== Segment start ==

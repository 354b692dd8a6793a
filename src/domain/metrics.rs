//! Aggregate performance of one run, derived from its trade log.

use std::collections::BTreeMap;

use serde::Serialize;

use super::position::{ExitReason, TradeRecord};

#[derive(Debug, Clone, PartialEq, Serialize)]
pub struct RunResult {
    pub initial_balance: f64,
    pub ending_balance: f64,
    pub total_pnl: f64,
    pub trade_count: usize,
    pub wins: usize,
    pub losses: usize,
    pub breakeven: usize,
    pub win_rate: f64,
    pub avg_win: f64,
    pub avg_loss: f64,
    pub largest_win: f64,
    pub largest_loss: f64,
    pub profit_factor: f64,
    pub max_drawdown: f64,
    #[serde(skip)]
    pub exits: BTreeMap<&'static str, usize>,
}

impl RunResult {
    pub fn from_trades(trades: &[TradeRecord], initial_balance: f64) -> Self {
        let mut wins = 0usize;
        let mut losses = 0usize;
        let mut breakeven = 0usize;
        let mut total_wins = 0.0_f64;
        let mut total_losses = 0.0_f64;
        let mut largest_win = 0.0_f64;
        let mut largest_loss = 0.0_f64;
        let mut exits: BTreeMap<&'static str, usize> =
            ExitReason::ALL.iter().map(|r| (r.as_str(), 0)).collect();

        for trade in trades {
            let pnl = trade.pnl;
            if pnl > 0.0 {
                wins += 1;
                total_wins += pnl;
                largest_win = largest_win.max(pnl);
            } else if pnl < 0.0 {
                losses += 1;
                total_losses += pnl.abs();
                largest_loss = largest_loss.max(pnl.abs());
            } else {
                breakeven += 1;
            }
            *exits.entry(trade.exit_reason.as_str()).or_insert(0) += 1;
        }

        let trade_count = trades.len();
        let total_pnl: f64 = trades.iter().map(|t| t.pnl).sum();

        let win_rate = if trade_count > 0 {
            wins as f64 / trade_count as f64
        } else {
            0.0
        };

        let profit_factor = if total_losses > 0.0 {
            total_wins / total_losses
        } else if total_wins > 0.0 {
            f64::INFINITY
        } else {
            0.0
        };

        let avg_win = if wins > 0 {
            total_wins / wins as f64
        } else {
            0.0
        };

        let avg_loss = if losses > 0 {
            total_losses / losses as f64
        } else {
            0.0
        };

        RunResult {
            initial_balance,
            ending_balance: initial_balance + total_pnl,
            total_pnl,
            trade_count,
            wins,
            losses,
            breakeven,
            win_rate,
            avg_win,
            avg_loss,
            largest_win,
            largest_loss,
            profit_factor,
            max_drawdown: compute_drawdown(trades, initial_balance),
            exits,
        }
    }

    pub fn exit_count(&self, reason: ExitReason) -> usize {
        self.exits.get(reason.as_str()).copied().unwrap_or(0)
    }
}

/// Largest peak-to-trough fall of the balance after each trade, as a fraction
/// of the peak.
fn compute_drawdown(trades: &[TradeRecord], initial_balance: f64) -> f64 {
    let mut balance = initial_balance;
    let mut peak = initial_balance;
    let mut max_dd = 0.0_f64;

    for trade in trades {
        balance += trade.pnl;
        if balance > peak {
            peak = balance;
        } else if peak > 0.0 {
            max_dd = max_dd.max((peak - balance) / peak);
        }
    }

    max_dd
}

== Segment end ==

▶ _What the exercise asks_
Your task is to count the lines of the records that contain "static". Answer with only that number.

▶ _Solution_
2